The convergence of media delivery channels, such as Web, TV and mobile networking, shape the current multimedia area and pose new challenges to the research community. Today’s’ devices are equipped with advanced functionalities and capabilities, providing users unlimited access to a wealth of shared but often heterogeneous content. Such data and media-rich content encompasses text, measurements, 3D graphics, animation, sound, speech, image, video and point clouds. Data and multimedia collections need to be organised and analysed in a structured manner, in order to offer added value to enterprises, governmental services, community-based services and personal archives. Special concern is given to representational issues for information modelling as well as in multimedia analyses and indexing processes.

New and emergent computing and media technologies increasingly enable users to manipulate or interact with content in ways not possible in the past. The combination of diverse computing devices, inclusive of PCs, mobile smartphone and tablet devices with heterogeneous network transmission channels, allows the individual to create, edit, transmit, share, aggregate, personalize and interact with multimedia content in increasingly flexible ways. Our research is therefore aiming to support data, information and media modelling, processing and analysis, up to the level of offering meaningful information and services mediation to the end user. Our research is primarily focusing on the following areas:

  • Document image analysis and handwriting recognition
  • Robotics and machine perception
  • Multimodal semantic multimedia analysis
  • Music Information Retrieval
  • 3D content-based indexing and retrieval
  • Virtual environments, visualization and creative technologies
  • Context-adaptive computing
  • Intelligent data processing and analytics

Document image analysis (DIA) focuses on the determination of the document structure, the identification of entities and their relations that make up the document image and issues involved in the recognition of written language in images (Nagy, 2000). The proposed algorithms, that address these tasks, come mainly from the fields of image processing, computer vision, machine learning and pattern recognition. Some of these algorithms are very effective in processing machine-printed document images and on-line handwritten notes. Therefore they have been incorporated in the workflows of the well-known OCR systems and ICR modules integrated in hand-held devices respectively. On the contrary, no such efficient systems have been developed for handling off-line handwritten documents. The main reason is that the format of a handwritten manuscript and the writing style depend solely on the author's choices. The key challenges in processing such document images are text localization (i.e. detection of text and non-text segments e.g. smearing, shadows, drawings, etc.), text segmentation (i.e. segmentation into words, text lines, paragraphs, columns, etc.) and text recognition (character/word recognition).

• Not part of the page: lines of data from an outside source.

//! In-block text editing.
//!
//! A rope-backed working buffer for the active block, plus the pure
//! list-aware interpreters for Tab, Enter and the arrow keys.

mod buffer;
pub mod keys;
pub mod list;

pub use buffer::{Direction, EditorBuffer, Selection};
pub use keys::{EnterAction, IndentResult, Splice};
pub use list::{IndentDirection, ListLineMatch, MarkerKind};
//! End-to-end editing sessions driven through `update`.

use blockdown::app::{Message, Model, update};
use blockdown::document::Document;
use blockdown::editor::Direction;

fn type_text(model: Model, text: &str) -> Model {
    text.chars()
        .fold(model, |model, ch| update(model, Message::EditorInsertChar(ch)))
}

fn session(source: &str) -> Model {
    Model::new("session.md", Document::parse(source), (100, 30))
}

#[test]
fn test_write_a_list_from_scratch() {
    let model = session("# Shopping");
    let model = update(model, Message::EditSelected);
    let model = update(model, Message::EditorEnter(false));
    let model = type_text(model, "- milk");
    let model = update(model, Message::EditorEnter(false));
    let model = type_text(model, "eggs");
    let model = update(model, Message::EditorEnter(false));
    let model = update(model, Message::EditorTab(false));
    let model = type_text(model, "brown");
    let model = update(model, Message::StopEditing);

    assert_eq!(
        model.document.to_markdown(),
        "# Shopping\n\n- milk\n- eggs\n  - brown"
    );
}

#[test]
fn test_enter_on_empty_item_leaves_the_list() {
    let model = session("- a");
    let model = update(model, Message::EditSelected);
    let model = update(model, Message::EditorEnter(false));
    let model = update(model, Message::EditorEnter(false));
    let model = type_text(model, "after");
    let model = update(model, Message::StopEditing);

    assert_eq!(model.document.blocks()[0].text(), "- a\n\nafter");
}

#[test]
fn test_saved_markdown_reparses_to_same_blocks() {
    let model = session("# One\n\nTwo");
    let model = update(model, Message::AddBlock);
    let model = update(model, Message::OpenMenu);
    let model = update(model, Message::MenuChoose(9));
    let markdown = model.document.to_markdown();

    let reparsed = Document::parse(&markdown);
    let texts: Vec<_> = reparsed.blocks().iter().map(|b| b.text()).collect();
    assert_eq!(texts, vec!["# One", "Two", "New block", "```\nYour code here\n```"]);
}

#[test]
fn test_soft_break_inside_block_becomes_separate_blocks_after_reparse() {
    let model = session("first");
    let model = update(model, Message::EditSelected);
    let model = update(model, Message::EditorEnter(true));
    let model = update(model, Message::EditorEnter(true));
    let model = type_text(model, "second");
    let model = update(model, Message::StopEditing);
    assert_eq!(model.document.len(), 1);

    let reparsed = Document::parse(&model.document.to_markdown());
    assert_eq!(reparsed.len(), 2);
}

#[test]
fn test_walk_through_every_block_with_arrows() {
    let model = session("a\n\nb\n\nc");
    let mut model = update(model, Message::EditSelected);
    let mut visited = vec![model.editor.as_ref().map(|b| b.text()).unwrap()];
    for _ in 0..2 {
        model = update(model, Message::EditorMoveCursor(Direction::Down, false));
        visited.push(model.editor.as_ref().map(|b| b.text()).unwrap());
    }
    assert_eq!(visited, vec!["a", "b", "c"]);
    assert!(!model.document.is_dirty());
}

#[test]
fn test_only_one_block_is_active_at_a_time() {
    let model = session("a\n\nb\n\nc");
    let ids: Vec<_> = model.document.blocks().iter().map(|b| b.id()).collect();
    let mut model = model;
    for id in &ids {
        model = update(model, Message::ClickBlock(*id));
        let editing = ids
            .iter()
            .filter(|other| model.document.is_editing(**other))
            .count();
        assert_eq!(editing, 1);
    }
}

Robotics and machine perception is now supported by capable CPUs/GPUs and is becoming increasingly capable of equipping robotic devices with advanced perceptual features (Nalpantidis et al., 2008). Significant challenges remain both in advanced perception, such as 3D vision and understanding and action recognition, as well as in linking perception with higher level cognitive features. Given the fact that the robots should rely on their own perceptual symbolism, so as to be able to perform both action and planning, an integration of perceptual components can lead to holistic perceptual experiences. Semantically enriched representations can play this role and provide an innovative approach to associate higher level cognitive features on top of lower level feature-based imaging representations. Increasingly, robotic implementations are expected to perform under real application settings, rather than laboratory environments.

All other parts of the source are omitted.